WORKING DATA
:::::

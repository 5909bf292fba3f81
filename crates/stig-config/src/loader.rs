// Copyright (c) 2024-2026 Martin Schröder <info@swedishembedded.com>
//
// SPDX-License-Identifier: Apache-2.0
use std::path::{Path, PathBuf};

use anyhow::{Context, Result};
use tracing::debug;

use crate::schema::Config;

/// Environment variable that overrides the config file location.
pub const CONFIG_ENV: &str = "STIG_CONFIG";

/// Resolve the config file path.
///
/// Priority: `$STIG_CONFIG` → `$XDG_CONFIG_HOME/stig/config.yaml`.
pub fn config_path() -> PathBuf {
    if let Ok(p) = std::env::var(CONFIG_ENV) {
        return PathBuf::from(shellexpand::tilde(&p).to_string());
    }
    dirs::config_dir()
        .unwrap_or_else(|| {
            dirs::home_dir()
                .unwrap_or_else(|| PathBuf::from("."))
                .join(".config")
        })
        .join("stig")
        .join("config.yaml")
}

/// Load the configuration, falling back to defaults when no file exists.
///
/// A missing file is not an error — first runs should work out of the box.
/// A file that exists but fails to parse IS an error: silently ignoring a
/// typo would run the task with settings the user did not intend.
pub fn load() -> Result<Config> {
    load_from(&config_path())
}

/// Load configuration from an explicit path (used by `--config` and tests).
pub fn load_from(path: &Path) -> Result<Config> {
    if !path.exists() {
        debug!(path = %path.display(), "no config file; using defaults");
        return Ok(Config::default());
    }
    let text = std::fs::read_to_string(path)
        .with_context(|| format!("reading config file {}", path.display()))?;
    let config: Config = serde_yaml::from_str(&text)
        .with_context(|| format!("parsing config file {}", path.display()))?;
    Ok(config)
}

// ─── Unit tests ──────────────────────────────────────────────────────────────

:::::

TASK DETAILS
The answer must be every line of the data that holds the word "Result".

PROBLEM SOLUTION
use anyhow::{Context, Result};
pub fn load() -> Result<Config> {
pub fn load_from(path: &Path) -> Result<Config> {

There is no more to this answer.